In a world before most people had video recorders, they would stay home to watch Gloss.
Restaurants, feeling the slump in customers, started rolling in televisions so punters could watch Gloss while they ate.
People, unable to differentiate between Gemma the fiction and Harcourt the actress, would spit on her at the beach. (Incidentally, similar things still happen to Shortland Street baddies and, famously, actress Anna Gunn was threatened for the character she played in US series Breaking Bad.)
For Lisa Chappell, who played rich brat Chelsea Redfern in Gloss, the sudden fame “went over my head a little” – even if she would have bunches of schoolgirls following her down the street.
“When I did Telethon I was mobbed and asked to sign fans’ body parts but other than that I developed a great skill at not seeing people recognising me, which I still have to this day.”
Chappell was 17 and performing in a Christchurch fringe festival when she landed an audition.

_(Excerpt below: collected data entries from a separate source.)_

use crate::symbolic::{Expr, ExprKind, SymbolicError};
use crate::traits::{constant, Scalar, ScalarField};
use anyhow::Result;
use std::cell::RefCell;
use std::collections::HashMap;

/// OpCodes for the stack-based virtual machine.
/// The VM operates on a stack of `Scalar` values (f64 or Dual).
#[derive(Debug, Clone, Copy, PartialEq)]
pub enum OpCode {
    /// Pushes a constant `f64` value onto the stack.
    LoadConst(f64),
    /// Pushes the value of a variable (by index) onto the stack.
    LoadVar(usize),
    /// Pushes the value of a parameter (by index) onto the stack.
    LoadParam(usize),
    /// Pops top two values (b, a), pushes (a + b).
    Add,
    /// Pops top two values (b, a), pushes (a - b).
    Sub,
    /// Pops top two values (b, a), pushes (a * b).
    Mul,
    /// Pops top two values (b, a), pushes (a / b).
    Div,
    /// Pops top two values (b, a), pushes (a ^ b).
    Pow,
    /// Pops top value (a), pushes a^n for an integer n.
    PowI(i32),
    Sqrt,
    Abs,
    Sin,
    Cos,
    Tan,
    Exp,
    Ln,
    /// Pops top value (a), pushes -a.
    Neg,
    /// Pops top value (a), pushes 1/a.
    Recip,
}

/// A compiled sequence of operations.
#[derive(Debug, Clone, Default, PartialEq)]
pub struct Bytecode {
    pub ops: Vec<OpCode>,
}

/// Stack-based virtual machine for evaluating compiled expressions.
///
/// The VM is stateless; `execute` takes all necessary context:
/// - `bytecode`: Instructions to run.
/// - `vars`: Variable values (read-only).
/// - `params`: Parameter values (read-only).
/// - `stack`: A mutable buffer for intermediate computations.
pub struct VM;

fn pop<T: Scalar>(stack: &mut Vec<T>) -> T {
    stack.pop().unwrap_or_else(T::nan)
}

impl VM {
    /// Executes the bytecode and returns the value left on the stack.
    /// Out-of-range indices and stack underflow evaluate to NaN.
    pub fn execute<T: Scalar>(
        bytecode: &Bytecode,
        vars: &[T],
        params: &[T],
        stack: &mut Vec<T>,
    ) -> T {
        stack.clear();

        for op in &bytecode.ops {
            match *op {
                OpCode::LoadConst(val) => stack.push(constant(val)),
                OpCode::LoadVar(idx) => stack.push(vars.get(idx).copied().unwrap_or_else(T::nan)),
                OpCode::LoadParam(idx) => {
                    stack.push(params.get(idx).copied().unwrap_or_else(T::nan))
                }
                OpCode::Add | OpCode::Sub | OpCode::Mul | OpCode::Div | OpCode::Pow => {
                    let b = pop(stack);
                    let a = pop(stack);
                    stack.push(match op {
                        OpCode::Add => a + b,
                        OpCode::Sub => a - b,
                        OpCode::Mul => a * b,
                        OpCode::Div => a / b,
                        _ => a.powf(b),
                    });
                }
                OpCode::PowI(n) => {
                    let a = pop(stack);
                    stack.push(a.powi(n));
                }
                OpCode::Sqrt => {
                    let a = pop(stack);
                    stack.push(a.sqrt());
                }
                OpCode::Abs => {
                    let a = pop(stack);
                    stack.push(a.abs());
                }
                OpCode::Sin => {
                    let a = pop(stack);
                    stack.push(a.sin());
                }
                OpCode::Cos => {
                    let a = pop(stack);
                    stack.push(a.cos());
                }
                OpCode::Tan => {
                    let a = pop(stack);
                    stack.push(a.tan());
                }
                OpCode::Exp => {
                    let a = pop(stack);
                    stack.push(a.exp());
                }
                OpCode::Ln => {
                    let a = pop(stack);
                    stack.push(a.ln());
                }
                OpCode::Neg => {
                    let a = pop(stack);
                    stack.push(-a);
                }
                OpCode::Recip => {
                    let a = pop(stack);
                    stack.push(a.recip());
                }
            }
        }

        pop(stack)
    }
}

/// Lowers a symbolic expression into `Bytecode`.
/// Resolves variable and parameter names to indices.
pub struct Compiler {
    pub var_map: HashMap<String, usize>,
    pub param_map: HashMap<String, usize>,
}

impl Compiler {
    pub fn new<S: AsRef<str>>(var_names: &[S], param_names: &[S]) -> Self {
        let index = |names: &[S]| {
            names
                .iter()
                .enumerate()
                .map(|(i, name)| (name.as_ref().to_string(), i))
                .collect::<HashMap<_, _>>()
        };
        Self {
            var_map: index(var_names),
            param_map: index(param_names),
        }
    }

    pub fn compile(&self, expr: &Expr) -> Result<Bytecode, SymbolicError> {
        let mut ops = Vec::new();
        self.compile_recursive(expr, &mut ops)?;
        Ok(Bytecode { ops })
    }

    fn compile_recursive(&self, expr: &Expr, ops: &mut Vec<OpCode>) -> Result<(), SymbolicError> {
        match &expr.kind {
            ExprKind::Number(n) => ops.push(OpCode::LoadConst(*n)),
            ExprKind::Symbol(symbol) => {
                let name = symbol.name().unwrap_or_default();
                if let Some(&idx) = self.var_map.get(name) {
                    ops.push(OpCode::LoadVar(idx));
                } else if let Some(&idx) = self.param_map.get(name) {
                    ops.push(OpCode::LoadParam(idx));
                } else if name == "pi" {
                    ops.push(OpCode::LoadConst(std::f64::consts::PI));
                } else {
                    return Err(SymbolicError::UnknownSymbol(name.to_string()));
                }
            }
            ExprKind::Add(a, b) => self.compile_binary(a, b, OpCode::Add, ops)?,
            ExprKind::Sub(a, b) => self.compile_binary(a, b, OpCode::Sub, ops)?,
            ExprKind::Mul(a, b) => match (a.as_number(), b.as_number()) {
                (Some(n), _) if n == -1.0 => {
                    self.compile_recursive(b, ops)?;
                    ops.push(OpCode::Neg);
                }
                (_, Some(n)) if n == -1.0 => {
                    self.compile_recursive(a, ops)?;
                    ops.push(OpCode::Neg);
                }
                _ => self.compile_binary(a, b, OpCode::Mul, ops)?,
            },
            ExprKind::Div(a, b) => self.compile_binary(a, b, OpCode::Div, ops)?,
            ExprKind::Pow(base, exp) => {
                self.compile_recursive(base, ops)?;
                match exp.as_number() {
                    Some(e) if e == 0.5 => ops.push(OpCode::Sqrt),
                    Some(e) if e.fract() == 0.0 && e.abs() <= i32::MAX as f64 => {
                        ops.push(OpCode::PowI(e as i32))
                    }
                    _ => {
                        self.compile_recursive(exp, ops)?;
                        ops.push(OpCode::Pow);
                    }
                }
            }
            ExprKind::FunctionCall { name, args } => {
                let lowered: &[OpCode] = match name.as_str() {
                    "sin" => &[OpCode::Sin],
                    "cos" => &[OpCode::Cos],
                    "tan" => &[OpCode::Tan],
                    "cot" => &[OpCode::Tan, OpCode::Recip],
                    "sec" => &[OpCode::Cos, OpCode::Recip],
                    "csc" => &[OpCode::Sin, OpCode::Recip],
                    "exp" => &[OpCode::Exp],
                    "ln" | "log" => &[OpCode::Ln],
                    "sqrt" => &[OpCode::Sqrt],
                    "abs" => &[OpCode::Abs],
                    _ => return Err(SymbolicError::UndefinedFunction(name.clone())),
                };
                match args.as_slice() {
                    [arg] => self.compile_recursive(arg, ops)?,
                    _ => return Err(SymbolicError::UndefinedFunction(name.clone())),
                }
                ops.extend_from_slice(lowered);
            }
            ExprKind::Derivative { inner, .. } => {
                return Err(SymbolicError::UnevaluatedDerivative(inner.to_string()));
            }
        }
        Ok(())
    }

    fn compile_binary(
        &self,
        a: &Expr,
        b: &Expr,
        op: OpCode,
        ops: &mut Vec<OpCode>,
    ) -> Result<(), SymbolicError> {
        self.compile_recursive(a, ops)?;
        self.compile_recursive(b, ops)?;
        ops.push(op);
        Ok(())
    }
}

/// A compiled scalar field over `T`, evaluated by the VM.
pub struct CompiledField<T: Scalar> {
    pub bytecode: Bytecode,
    pub dimension: usize,
    pub params: Vec<T>,
    // Interior mutability for the VM stack to avoid allocation per evaluation.
    stack: RefCell<Vec<T>>,
}

impl<T: Scalar> CompiledField<T> {
    /// Compiles `expr` as a field of `vars` with no parameters.
    pub fn new<S: AsRef<str>>(expr: &Expr, vars: &[S]) -> Result<Self, SymbolicError> {
        let bytecode = Compiler::new(vars, &[]).compile(expr)?;
        Ok(Self::from_bytecode(bytecode, vars.len(), Vec::new()))
    }

    pub fn from_bytecode(bytecode: Bytecode, dimension: usize, params: Vec<T>) -> Self {
        Self {
            bytecode,
            dimension,
            params,
            stack: RefCell::new(Vec::with_capacity(64)),
        }
    }
}

impl<T: Scalar> ScalarField<T> for CompiledField<T> {
    fn dimension(&self) -> usize {
        self.dimension
    }

    fn value(&self, point: &[T]) -> T {
        let mut stack = self.stack.borrow_mut();
        VM::execute(&self.bytecode, point, &self.params, &mut stack)
    }
}

/// Evaluates `expr` with every free symbol bound in `bindings`.
pub fn evaluate(expr: &Expr, bindings: &[(&str, f64)]) -> Result<f64> {
    let names: Vec<&str> = bindings.iter().map(|(name, _)| *name).collect();
    let values: Vec<f64> = bindings.iter().map(|(_, value)| *value).collect();
    let bytecode = Compiler::new(names.as_slice(), &[]).compile(expr)?;
    let mut stack = Vec::with_capacity(32);
    Ok(VM::execute(&bytecode, &values, &[], &mut stack))
}
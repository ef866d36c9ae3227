use nalgebra::{Matrix3, Vector3};
use serde::Serialize;
use std::fmt;

/// Rotation by `angle` radians about the y axis.
pub fn rotation_about_y(angle: f64) -> Matrix3<f64> {
    let (s, c) = angle.sin_cos();
    Matrix3::new(c, 0.0, s, 0.0, 1.0, 0.0, -s, 0.0, c)
}

fn round4(value: f64) -> f64 {
    let rounded = (value * 1e4).round() / 1e4;
    if rounded == 0.0 {
        0.0
    } else {
        rounded
    }
}

#[derive(Debug, Clone, Serialize)]
pub struct DisplacementReport {
    pub displacement: [f64; 3],
    /// `SᵀS`.
    pub squared_displacement: f64,
    pub rotation: [[f64; 3]; 3],
    /// `(AS)ᵀ(AS)`.
    pub rotated_squared_displacement: f64,
    /// `Aᵀ I A`, rounded to four decimals.
    pub metric_check: [[f64; 3]; 3],
}

fn rows(m: &Matrix3<f64>) -> [[f64; 3]; 3] {
    [0, 1, 2].map(|r| [0, 1, 2].map(|c| m[(r, c)]))
}

/// Formats a float the way NumPy prints array elements: `1.` for whole numbers.
fn numpy_element(value: f64) -> String {
    if value.fract() == 0.0 {
        format!("{value}.")
    } else {
        format!("{value}")
    }
}

fn numpy_matrix(rows: &[[f64; 3]; 3]) -> String {
    let cells: Vec<Vec<String>> = rows
        .iter()
        .map(|row| row.iter().map(|v| numpy_element(*v)).collect())
        .collect();
    let width = cells.iter().flatten().map(String::len).max().unwrap_or(0);
    let lines: Vec<String> = cells
        .iter()
        .map(|row| {
            let padded: Vec<String> = row.iter().map(|c| format!("{c:>width$}")).collect();
            format!("[{}]", padded.join(" "))
        })
        .collect();
    format!("[{}]", lines.join("\n "))
}

impl fmt::Display for DisplacementReport {
    fn fmt(&self, f: &mut fmt::Formatter<'_>) -> fmt::Result {
        writeln!(
            f,
            "a) The squared displacement is: {}",
            self.squared_displacement
        )?;
        writeln!(
            f,
            " b) The squared displacement is: {:?}",
            self.rotated_squared_displacement
        )?;
        write!(f, " C): {}", numpy_matrix(&self.metric_check))
    }
}

/// a) `SᵀS` for `S = (1, 0, 1)`; b) the same after rotating by 45° about y;
/// c) `Aᵀ I A`, which is the identity for a rotation.
pub fn displacement_algebra() -> DisplacementReport {
    let s = Vector3::new(1.0, 0.0, 1.0);
    let a = rotation_about_y(std::f64::consts::FRAC_PI_4);

    let squared = round4(s.dot(&s));
    let rotated = a * s;
    let rotated_squared = round4(rotated.dot(&rotated));
    let metric = (a.transpose() * Matrix3::identity() * a).map(round4);

    DisplacementReport {
        displacement: [s.x, s.y, s.z],
        squared_displacement: squared,
        rotation: rows(&a),
        rotated_squared_displacement: rotated_squared,
        metric_check: rows(&metric),
    }
}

It didn’t hurt that she was billeted with respected actress Michele Hine, who helped her with her scenes.
She returned to Auckland and quit her job in an accounting firm after auditioning.
“Luckily I got the part,” she said this week.
It has been 27 years since – a time in which she has had a long and successful career, including starring in Australian drama McLeod’s Daughters – but she still considers Gloss her best job.
“I have never worked with such a close, kind, inclusive bunch of actors. As the ‘youngy’ they all took me under their wing, Ilona [Rodgers who played Maxine Redfern] in particular, and made my first professional acting job an absolute dream.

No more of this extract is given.